▼▼▼

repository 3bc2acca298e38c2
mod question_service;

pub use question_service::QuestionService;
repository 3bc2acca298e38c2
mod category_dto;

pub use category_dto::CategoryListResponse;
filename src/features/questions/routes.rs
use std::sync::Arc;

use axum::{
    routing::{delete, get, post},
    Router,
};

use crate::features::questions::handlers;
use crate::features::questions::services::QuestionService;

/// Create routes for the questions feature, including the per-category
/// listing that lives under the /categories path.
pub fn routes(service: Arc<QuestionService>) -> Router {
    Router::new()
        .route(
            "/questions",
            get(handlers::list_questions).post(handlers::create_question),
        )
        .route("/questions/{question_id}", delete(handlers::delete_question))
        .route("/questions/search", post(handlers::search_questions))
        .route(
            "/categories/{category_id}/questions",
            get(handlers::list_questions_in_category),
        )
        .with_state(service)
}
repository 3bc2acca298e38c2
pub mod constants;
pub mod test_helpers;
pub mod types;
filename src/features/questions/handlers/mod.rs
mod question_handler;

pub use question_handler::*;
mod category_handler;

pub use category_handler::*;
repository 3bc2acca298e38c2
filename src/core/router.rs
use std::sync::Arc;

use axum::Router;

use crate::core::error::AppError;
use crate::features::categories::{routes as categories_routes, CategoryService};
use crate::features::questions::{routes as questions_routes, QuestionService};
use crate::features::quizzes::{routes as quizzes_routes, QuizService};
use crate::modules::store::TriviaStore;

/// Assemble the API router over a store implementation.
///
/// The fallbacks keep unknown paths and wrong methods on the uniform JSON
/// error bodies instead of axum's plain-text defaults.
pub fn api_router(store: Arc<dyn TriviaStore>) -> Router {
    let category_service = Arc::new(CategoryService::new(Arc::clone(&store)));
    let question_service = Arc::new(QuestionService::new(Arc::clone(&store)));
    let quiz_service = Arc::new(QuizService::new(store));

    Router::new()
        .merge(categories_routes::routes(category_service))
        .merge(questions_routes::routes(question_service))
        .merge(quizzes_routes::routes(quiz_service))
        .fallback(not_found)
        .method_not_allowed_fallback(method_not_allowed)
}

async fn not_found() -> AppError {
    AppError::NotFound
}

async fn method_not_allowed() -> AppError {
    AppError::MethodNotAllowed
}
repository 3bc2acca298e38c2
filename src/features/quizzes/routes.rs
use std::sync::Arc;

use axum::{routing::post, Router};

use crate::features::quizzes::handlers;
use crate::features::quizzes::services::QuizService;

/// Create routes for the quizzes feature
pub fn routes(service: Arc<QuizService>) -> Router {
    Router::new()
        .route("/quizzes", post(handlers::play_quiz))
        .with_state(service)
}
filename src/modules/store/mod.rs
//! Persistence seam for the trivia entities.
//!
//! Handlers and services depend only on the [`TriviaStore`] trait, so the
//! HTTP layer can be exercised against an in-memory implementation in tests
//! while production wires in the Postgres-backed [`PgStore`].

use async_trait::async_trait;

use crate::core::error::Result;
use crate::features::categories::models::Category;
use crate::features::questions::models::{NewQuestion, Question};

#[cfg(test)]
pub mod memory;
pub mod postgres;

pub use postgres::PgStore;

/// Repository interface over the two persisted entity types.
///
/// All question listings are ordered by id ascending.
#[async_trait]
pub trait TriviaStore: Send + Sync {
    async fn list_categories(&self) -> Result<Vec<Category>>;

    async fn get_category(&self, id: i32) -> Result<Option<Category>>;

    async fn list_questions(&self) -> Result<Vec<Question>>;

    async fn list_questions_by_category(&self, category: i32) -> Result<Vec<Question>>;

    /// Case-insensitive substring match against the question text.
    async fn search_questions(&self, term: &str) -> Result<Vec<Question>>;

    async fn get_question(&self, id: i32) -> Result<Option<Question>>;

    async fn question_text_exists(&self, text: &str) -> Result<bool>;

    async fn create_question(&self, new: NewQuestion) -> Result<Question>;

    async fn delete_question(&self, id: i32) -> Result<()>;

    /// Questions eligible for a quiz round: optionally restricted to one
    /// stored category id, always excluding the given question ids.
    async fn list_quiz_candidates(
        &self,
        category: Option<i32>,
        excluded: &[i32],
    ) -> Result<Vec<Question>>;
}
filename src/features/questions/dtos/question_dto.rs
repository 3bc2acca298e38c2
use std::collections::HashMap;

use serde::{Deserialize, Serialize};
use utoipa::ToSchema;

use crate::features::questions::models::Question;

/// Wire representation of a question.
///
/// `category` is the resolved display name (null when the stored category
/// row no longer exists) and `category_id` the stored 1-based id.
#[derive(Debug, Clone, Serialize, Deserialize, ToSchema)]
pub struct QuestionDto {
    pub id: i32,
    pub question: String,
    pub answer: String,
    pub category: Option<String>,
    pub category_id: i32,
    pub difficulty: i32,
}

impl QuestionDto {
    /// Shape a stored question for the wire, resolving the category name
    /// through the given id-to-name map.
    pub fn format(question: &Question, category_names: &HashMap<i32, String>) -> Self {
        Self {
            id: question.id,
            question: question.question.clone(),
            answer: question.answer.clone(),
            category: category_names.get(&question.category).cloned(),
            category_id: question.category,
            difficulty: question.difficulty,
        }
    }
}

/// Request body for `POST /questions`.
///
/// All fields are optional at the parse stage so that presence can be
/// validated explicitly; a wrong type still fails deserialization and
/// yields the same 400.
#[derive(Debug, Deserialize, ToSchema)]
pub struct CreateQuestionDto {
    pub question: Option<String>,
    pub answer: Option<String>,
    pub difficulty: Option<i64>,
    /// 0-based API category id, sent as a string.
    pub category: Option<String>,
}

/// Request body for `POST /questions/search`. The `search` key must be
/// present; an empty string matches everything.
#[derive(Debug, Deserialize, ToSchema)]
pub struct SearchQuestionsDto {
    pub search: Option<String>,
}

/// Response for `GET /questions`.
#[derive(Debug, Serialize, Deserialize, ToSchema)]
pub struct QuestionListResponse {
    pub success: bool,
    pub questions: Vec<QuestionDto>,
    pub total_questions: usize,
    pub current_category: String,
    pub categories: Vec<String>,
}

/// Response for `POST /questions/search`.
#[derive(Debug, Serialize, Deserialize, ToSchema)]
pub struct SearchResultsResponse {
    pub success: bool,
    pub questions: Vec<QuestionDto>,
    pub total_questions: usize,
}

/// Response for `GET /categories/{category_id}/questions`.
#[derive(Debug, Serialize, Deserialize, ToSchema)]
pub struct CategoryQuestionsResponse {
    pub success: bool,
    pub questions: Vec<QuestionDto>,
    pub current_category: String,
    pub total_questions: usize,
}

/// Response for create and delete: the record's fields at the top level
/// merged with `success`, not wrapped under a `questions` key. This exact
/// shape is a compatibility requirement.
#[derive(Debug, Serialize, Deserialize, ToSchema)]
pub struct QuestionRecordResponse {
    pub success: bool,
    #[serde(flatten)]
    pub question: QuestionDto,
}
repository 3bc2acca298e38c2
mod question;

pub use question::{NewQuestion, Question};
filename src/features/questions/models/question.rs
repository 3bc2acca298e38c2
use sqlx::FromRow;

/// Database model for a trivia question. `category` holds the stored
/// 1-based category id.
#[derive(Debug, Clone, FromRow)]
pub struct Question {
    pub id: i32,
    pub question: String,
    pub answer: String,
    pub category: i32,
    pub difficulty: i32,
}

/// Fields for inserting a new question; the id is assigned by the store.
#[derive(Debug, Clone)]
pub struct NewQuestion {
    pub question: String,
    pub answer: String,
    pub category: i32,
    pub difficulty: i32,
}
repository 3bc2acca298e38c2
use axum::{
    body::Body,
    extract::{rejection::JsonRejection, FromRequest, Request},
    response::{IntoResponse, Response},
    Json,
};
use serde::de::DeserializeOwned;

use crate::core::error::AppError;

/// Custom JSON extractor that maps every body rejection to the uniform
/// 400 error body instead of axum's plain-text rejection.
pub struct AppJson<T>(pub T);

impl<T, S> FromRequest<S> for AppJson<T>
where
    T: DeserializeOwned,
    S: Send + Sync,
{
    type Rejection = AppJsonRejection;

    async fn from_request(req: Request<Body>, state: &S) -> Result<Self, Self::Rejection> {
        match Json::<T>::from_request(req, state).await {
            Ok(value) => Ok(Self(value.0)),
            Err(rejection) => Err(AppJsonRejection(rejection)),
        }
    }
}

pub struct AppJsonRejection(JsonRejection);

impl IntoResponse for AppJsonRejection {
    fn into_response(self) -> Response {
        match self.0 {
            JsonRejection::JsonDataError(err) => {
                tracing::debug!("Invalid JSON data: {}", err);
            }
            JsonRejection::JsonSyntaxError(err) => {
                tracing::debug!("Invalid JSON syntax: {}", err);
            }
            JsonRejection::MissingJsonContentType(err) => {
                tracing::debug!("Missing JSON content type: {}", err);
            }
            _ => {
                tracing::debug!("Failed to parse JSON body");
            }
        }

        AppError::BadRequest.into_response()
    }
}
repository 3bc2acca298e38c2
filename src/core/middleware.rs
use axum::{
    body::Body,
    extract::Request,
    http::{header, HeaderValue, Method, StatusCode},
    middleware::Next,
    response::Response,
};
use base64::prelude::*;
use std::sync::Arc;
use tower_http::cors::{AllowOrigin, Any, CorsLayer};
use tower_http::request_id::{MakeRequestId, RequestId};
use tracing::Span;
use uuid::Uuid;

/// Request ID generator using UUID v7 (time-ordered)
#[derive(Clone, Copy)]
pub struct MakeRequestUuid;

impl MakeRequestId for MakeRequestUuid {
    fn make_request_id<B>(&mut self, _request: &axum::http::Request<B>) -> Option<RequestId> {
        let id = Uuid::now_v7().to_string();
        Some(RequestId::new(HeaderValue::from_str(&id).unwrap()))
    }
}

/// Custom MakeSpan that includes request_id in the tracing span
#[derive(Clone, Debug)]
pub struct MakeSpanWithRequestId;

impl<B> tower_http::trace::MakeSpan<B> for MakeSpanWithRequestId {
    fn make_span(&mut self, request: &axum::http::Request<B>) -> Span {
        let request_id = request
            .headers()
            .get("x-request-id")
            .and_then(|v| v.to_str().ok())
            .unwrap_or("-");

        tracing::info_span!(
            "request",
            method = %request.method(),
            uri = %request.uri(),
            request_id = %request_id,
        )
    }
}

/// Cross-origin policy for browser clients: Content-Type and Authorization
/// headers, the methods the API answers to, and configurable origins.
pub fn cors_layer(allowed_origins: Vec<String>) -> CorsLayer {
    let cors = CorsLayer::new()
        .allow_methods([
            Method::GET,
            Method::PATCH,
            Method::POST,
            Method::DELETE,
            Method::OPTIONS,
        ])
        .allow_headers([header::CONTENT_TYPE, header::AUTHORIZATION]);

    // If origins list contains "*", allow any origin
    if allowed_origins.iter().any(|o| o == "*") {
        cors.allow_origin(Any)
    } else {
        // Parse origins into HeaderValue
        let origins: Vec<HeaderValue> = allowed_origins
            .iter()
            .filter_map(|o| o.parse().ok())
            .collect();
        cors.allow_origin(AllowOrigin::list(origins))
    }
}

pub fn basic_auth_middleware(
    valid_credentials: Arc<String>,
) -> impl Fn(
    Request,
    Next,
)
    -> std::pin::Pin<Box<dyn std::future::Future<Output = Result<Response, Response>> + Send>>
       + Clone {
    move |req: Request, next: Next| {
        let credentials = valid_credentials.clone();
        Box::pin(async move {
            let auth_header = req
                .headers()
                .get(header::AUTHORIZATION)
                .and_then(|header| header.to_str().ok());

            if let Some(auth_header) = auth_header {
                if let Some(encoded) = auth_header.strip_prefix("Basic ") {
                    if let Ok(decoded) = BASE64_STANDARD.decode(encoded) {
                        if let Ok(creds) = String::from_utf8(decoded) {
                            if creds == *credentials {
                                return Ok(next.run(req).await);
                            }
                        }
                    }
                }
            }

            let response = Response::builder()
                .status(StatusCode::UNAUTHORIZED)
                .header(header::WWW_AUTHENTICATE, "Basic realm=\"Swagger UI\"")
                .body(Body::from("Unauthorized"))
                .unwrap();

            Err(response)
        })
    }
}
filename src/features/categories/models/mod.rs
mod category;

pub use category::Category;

▲▲▲
▼▼▼

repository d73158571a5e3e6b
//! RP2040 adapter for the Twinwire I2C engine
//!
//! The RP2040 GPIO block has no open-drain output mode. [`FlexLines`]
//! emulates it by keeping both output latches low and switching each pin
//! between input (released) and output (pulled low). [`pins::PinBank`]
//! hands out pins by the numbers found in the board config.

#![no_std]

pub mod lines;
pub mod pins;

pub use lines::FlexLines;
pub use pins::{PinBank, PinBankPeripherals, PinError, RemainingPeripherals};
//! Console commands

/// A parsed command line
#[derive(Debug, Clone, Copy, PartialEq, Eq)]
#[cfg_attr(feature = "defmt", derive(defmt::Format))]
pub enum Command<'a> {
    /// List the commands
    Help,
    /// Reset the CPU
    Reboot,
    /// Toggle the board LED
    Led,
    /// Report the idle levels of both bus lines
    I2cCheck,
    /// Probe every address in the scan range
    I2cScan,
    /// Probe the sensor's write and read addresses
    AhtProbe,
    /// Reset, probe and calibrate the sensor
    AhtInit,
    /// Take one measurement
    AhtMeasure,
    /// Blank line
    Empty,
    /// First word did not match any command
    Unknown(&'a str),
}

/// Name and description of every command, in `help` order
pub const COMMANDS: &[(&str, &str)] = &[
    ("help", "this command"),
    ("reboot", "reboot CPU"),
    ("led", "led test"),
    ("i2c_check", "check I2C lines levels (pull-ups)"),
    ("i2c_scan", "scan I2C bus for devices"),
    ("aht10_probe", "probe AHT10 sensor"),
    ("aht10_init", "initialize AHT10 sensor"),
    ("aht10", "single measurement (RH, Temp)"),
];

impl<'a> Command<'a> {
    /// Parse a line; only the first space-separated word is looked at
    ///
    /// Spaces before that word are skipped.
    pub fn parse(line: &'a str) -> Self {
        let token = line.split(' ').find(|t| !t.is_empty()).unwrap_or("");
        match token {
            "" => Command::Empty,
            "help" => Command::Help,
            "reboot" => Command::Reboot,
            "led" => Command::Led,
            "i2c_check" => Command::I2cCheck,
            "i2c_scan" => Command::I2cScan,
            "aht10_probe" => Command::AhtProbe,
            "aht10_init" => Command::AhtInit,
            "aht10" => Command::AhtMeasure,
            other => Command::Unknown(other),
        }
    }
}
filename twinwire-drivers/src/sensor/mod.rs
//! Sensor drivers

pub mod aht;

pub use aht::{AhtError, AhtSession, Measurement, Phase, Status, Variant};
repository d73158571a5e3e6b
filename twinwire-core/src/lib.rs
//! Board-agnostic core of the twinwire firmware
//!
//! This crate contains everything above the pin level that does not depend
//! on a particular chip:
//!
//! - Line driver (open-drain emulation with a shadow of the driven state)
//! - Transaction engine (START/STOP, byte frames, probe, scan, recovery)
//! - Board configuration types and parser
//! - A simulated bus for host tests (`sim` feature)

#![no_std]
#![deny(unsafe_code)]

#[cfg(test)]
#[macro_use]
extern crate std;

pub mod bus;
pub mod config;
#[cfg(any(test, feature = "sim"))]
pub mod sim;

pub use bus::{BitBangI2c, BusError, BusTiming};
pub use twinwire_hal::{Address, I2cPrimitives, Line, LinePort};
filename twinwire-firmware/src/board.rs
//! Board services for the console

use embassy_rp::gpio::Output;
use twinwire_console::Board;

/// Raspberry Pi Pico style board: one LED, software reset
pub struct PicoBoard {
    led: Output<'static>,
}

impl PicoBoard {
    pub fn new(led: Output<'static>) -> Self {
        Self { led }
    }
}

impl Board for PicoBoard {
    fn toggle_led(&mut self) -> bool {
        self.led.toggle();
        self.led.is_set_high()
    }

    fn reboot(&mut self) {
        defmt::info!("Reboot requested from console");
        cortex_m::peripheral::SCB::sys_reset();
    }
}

▲▲▲
▼▼▼

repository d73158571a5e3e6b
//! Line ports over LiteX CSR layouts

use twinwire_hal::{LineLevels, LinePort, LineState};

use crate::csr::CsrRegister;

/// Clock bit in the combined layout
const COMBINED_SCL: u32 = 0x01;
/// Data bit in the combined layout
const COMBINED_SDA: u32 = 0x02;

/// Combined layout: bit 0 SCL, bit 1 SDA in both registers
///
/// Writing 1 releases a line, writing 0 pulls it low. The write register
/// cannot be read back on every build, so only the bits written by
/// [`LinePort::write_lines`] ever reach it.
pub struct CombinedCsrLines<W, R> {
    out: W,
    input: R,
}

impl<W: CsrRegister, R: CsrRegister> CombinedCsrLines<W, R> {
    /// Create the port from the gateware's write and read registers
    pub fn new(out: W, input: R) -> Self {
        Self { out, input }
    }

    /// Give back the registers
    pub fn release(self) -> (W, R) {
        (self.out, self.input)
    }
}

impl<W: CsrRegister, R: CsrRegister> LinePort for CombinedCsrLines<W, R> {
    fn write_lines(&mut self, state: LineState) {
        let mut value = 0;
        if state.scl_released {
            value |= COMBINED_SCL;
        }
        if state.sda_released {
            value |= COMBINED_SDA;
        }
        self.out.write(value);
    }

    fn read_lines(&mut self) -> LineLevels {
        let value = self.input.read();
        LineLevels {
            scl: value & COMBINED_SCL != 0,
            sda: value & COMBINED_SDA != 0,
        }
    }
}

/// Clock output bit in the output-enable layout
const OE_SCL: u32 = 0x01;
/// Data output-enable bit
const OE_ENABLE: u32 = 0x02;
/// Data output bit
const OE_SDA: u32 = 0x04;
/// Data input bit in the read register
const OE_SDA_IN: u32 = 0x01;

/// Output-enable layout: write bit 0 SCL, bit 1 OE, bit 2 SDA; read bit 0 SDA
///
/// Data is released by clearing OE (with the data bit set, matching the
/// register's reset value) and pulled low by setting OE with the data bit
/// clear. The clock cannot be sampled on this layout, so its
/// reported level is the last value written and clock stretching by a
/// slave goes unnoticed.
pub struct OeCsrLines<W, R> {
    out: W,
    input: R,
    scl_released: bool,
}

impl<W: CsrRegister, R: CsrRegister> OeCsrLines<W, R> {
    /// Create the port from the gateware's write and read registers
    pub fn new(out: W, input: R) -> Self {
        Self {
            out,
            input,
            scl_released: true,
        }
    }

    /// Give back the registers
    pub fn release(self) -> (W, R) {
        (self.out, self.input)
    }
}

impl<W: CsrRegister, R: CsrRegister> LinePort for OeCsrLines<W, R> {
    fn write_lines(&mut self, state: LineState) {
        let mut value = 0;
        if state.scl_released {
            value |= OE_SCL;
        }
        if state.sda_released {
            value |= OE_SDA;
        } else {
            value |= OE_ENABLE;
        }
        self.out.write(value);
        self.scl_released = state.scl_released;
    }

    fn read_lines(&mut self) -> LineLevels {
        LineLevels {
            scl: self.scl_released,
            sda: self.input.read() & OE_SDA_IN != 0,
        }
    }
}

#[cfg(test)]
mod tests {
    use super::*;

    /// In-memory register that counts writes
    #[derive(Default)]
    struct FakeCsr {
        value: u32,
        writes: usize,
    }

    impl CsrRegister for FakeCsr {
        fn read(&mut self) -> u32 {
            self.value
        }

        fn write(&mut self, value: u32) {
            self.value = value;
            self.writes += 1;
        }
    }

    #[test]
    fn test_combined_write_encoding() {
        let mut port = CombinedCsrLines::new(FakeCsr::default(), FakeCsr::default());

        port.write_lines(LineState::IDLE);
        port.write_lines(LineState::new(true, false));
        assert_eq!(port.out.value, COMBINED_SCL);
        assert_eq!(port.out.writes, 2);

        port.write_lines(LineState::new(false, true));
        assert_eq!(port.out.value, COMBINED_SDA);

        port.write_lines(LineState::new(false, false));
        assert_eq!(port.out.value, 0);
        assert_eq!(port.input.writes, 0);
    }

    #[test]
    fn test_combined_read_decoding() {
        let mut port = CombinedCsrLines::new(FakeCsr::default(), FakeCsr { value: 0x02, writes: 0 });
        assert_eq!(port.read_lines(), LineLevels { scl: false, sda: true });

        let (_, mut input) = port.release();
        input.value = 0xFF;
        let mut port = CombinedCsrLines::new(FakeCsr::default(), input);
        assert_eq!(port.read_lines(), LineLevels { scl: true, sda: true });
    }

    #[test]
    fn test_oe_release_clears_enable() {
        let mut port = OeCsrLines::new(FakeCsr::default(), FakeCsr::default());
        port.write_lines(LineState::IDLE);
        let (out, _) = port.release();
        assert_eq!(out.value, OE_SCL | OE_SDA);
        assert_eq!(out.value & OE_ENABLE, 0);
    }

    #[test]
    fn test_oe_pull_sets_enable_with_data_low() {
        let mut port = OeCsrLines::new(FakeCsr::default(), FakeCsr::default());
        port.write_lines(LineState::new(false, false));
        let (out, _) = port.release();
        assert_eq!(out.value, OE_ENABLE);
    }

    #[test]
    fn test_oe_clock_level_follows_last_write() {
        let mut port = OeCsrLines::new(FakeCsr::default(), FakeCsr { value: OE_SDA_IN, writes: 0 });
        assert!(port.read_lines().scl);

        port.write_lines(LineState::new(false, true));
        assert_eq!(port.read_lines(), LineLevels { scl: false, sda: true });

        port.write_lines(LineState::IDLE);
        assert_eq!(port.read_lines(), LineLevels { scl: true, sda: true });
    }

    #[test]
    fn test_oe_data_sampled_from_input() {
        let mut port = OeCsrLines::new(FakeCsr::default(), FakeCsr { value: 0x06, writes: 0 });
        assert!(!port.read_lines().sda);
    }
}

▲▲▲

**ASSIGNMENT**
From the records above, pick out and copy each line holding the word "defmt".

**EXPECTED OUTPUT**
#[cfg_attr(feature = "defmt", derive(defmt::Format))]
        defmt::info!("Reboot requested from console");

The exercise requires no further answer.